Monitoring for Heartbeat Failures on non-Server Agents
Monitoring for agent heartbeat failures is a built in function in OpsMgr. Heartbeats ensure that agents running in the environment are available and that the agent is able to interact with it’s management server. All agents, regardless of whether on a server or workstation class system, participate in sending heartbeats. An agent that is not sending heartbeats is noted in the OpsMgr console in a ‘grey’ state.
For server systems, an alert is generated in conjunction with the grey state to indicate the heartbeat failure.
An agent heartbeat failure is detected by the ‘Health Service Heartbeat Failure’ monitor. Note that this monitor is an aggregate rollup.
If we look at this monitor, specifically the override summary, we note something interesting – there is an override in place by default that will prevent any agents on Workstations from generating the failed heartbeat alert.
The failed heartbeat is still noted by the grey state, but no alert is generated. Why would this be the case? In general, workstation systems are expected to be more in a state of change – meaning reboots, shut down for periods of time, etc. – than are server class systems. it is still important to know when the workstation is not heartbeating (grey state) but it would be annoying to continually receive heartbeat failure alerts.

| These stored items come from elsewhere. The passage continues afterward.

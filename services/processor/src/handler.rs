use crate::event::S3NotificationEvent;
use crate::processor::{FailureEntry, RecordOutcome, RecordProcessor, SuccessEntry};
use futures::stream::{self, StreamExt};
use lambda_runtime::{Error, LambdaEvent};
use serde::Serialize;
use std::sync::Arc;
use tracing::{info, instrument};

/// Aggregated per-record results of one invocation
#[derive(Debug, Clone, Default, PartialEq)]
pub struct BatchResult {
    pub results: Vec<SuccessEntry>,
    pub errors: Vec<FailureEntry>,
}

impl BatchResult {
    /// 200 when nothing failed, 207 otherwise
    pub fn status_code(&self) -> u16 {
        if self.errors.is_empty() {
            200
        } else {
            207
        }
    }

    fn push(&mut self, outcome: RecordOutcome) {
        match outcome {
            RecordOutcome::Success(entry) => self.results.push(entry),
            RecordOutcome::Failure(entry) => self.errors.push(entry),
            RecordOutcome::Skipped => {}
        }
    }

    pub fn into_response(self) -> InvocationResponse {
        let status_code = self.status_code();
        InvocationResponse {
            status_code,
            body: ResponseBody {
                message: "Processing complete".to_string(),
                processed: self.results.len(),
                results: self.results,
                errors: if self.errors.is_empty() {
                    None
                } else {
                    Some(self.errors)
                },
            },
        }
    }
}

/// Value returned to the Lambda runtime
#[derive(Debug, Clone, Serialize)]
#[serde(rename_all = "camelCase")]
pub struct InvocationResponse {
    pub status_code: u16,
    pub body: ResponseBody,
}

#[derive(Debug, Clone, Serialize)]
pub struct ResponseBody {
    pub message: String,
    /// Number of successfully processed records
    pub processed: usize,
    pub results: Vec<SuccessEntry>,
    #[serde(skip_serializing_if = "Option::is_none")]
    pub errors: Option<Vec<FailureEntry>>,
}

/// Runs every record of an event through the [`RecordProcessor`]
pub struct BatchHandler {
    processor: Arc<RecordProcessor>,
    concurrency: usize,
}

impl BatchHandler {
    /// `concurrency` of 1 processes records strictly one after another
    pub fn new(processor: Arc<RecordProcessor>, concurrency: usize) -> Self {
        Self {
            processor,
            concurrency: concurrency.max(1),
        }
    }

    /// Process all records; failures are collected, never propagated
    #[instrument(skip(self, event), fields(record_count = event.records.len()))]
    pub async fn handle(&self, event: &S3NotificationEvent) -> BatchResult {
        // `buffered` keeps input order in the output
        let outcomes: Vec<RecordOutcome> = stream::iter(event.records.iter())
            .map(|record| self.processor.process(record))
            .buffered(self.concurrency)
            .collect()
            .await;

        let mut batch = BatchResult::default();
        for outcome in outcomes {
            batch.push(outcome);
        }
        batch
    }
}

/// Lambda entry for one invocation
#[instrument(skip_all, fields(request_id = %event.context.request_id))]
pub async fn function_handler(
    handler: &BatchHandler,
    event: LambdaEvent<S3NotificationEvent>,
) -> Result<InvocationResponse, Error> {
    info!(
        function_arn = %event.context.invoked_function_arn,
        record_count = event.payload.records.len(),
        "Received event"
    );

    let batch = handler.handle(&event.payload).await;
    let response = batch.into_response();

    info!(
        status_code = response.status_code,
        processed = response.body.processed,
        errors = response.body.errors.as_ref().map_or(0, Vec::len),
        "Processing complete"
    );

    Ok(response)
}
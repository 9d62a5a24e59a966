use anyhow::Context;
use aws_config::BehaviorVersion;
use lambda_runtime::{run, service_fn, Error, LambdaEvent};
use std::sync::Arc;
use tracing::info;
use tracing_subscriber::{fmt, layer::SubscriberExt, util::SubscriberInitExt, EnvFilter};
use upload_processor::{
    function_handler, BatchHandler, Config, DynamoMetadataTable, RecordProcessor,
    S3NotificationEvent, S3ObjectStore,
};

#[tokio::main]
async fn main() -> Result<(), Error> {
    // Load configuration
    let config = Config::load().context("Failed to load configuration")?;

    // Initialize logging
    init_tracing(&config.log_level);

    info!(
        table = %config.metadata_table,
        processed_prefix = %config.processed_prefix,
        record_concurrency = config.record_concurrency,
        "Starting upload processor"
    );

    let aws_config = aws_config::defaults(BehaviorVersion::latest())
        .region(aws_config::Region::new(config.aws_region.clone()))
        .load()
        .await;

    let store = Arc::new(S3ObjectStore::new(&aws_config, &config));
    let table = Arc::new(DynamoMetadataTable::new(&aws_config, &config));
    let processor = Arc::new(RecordProcessor::new(
        store,
        table,
        config.processed_prefix.clone(),
    ));
    let handler = Arc::new(BatchHandler::new(processor, config.record_concurrency));

    run(service_fn(move |event: LambdaEvent<S3NotificationEvent>| {
        let handler = handler.clone();
        async move { function_handler(&handler, event).await }
    }))
    .await
}

/// Initialize tracing/logging
fn init_tracing(log_level: &str) {
    let env_filter = EnvFilter::try_from_default_env()
        .unwrap_or_else(|_| EnvFilter::new(log_level));

    tracing_subscriber::registry()
        .with(env_filter)
        .with(fmt::layer().json().without_time())
        .init();
}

OK – that makes sense. But, what if there are a few workstation class systems that will be treated as server systems – meaning that they are expected to be available routinely. Is there a way to enable the standard heartbeat failure alerts for those systems? Yes. To understand this, let’s first revisit the override that disables alerts on these systems. Note the name of the override corresponds to a built-in group. If we look in the groups node and filter by the name shown in the override, we find our group of interest.
If we look at the membership of this group we notice that my test XP system is included by default.
The most important thing here – note the icon circled above. The object contained in this group is NOT a standard computer object. Heartbeat failure detection is the job of a special class of objects called ‘health service watcher’ objects. Thats what the object in the group is – noted by the glasses.
So, we see our workstation system in this group so we know that because of this group and because of the override, we won’t get alerts when this workstation system fails to heartbeat. So how can we change this? Simple, create your own group containing workstation objects that you DO expect to be available routinely and where you DO want to receive heartbeat failure alerts if there is a problem. In my test environment, I created a group with explicit membership containing my workstation object. My group is called ‘test XP Heartbeat Group’, as you will see in a bit. For now, the screenshots look very much the same
The key here is to make sure the group you are creating contains ‘health service watcher’ objects rather than windows computer objects – if you end up with windows computer objects, the group will be meaningless for use with the heartbeat monitor.
Now that we have our group created that we want to use to specify which workstation class systems should behave like servers in terms of heartbeat failure detection, we need to use that group to introduce another override to turn on alerting.
So, what we have now is the default override to disable alerting for all workstation class systems and then another override to turn it back on for my select group of workstation systems. In my test lab, both groups contain the same test system. In production, the default group will likely contain more systems than the custom group you create to enable alerting.
With all of this in place, I stop the ‘System Center Management’ service (formerly knows as the OpsMgr Health Service in RTM and SP1) and wait for my agent to go into a grey state. Now when I inspect the alerts pane, I see a heartbeat failure alert – just as I expect.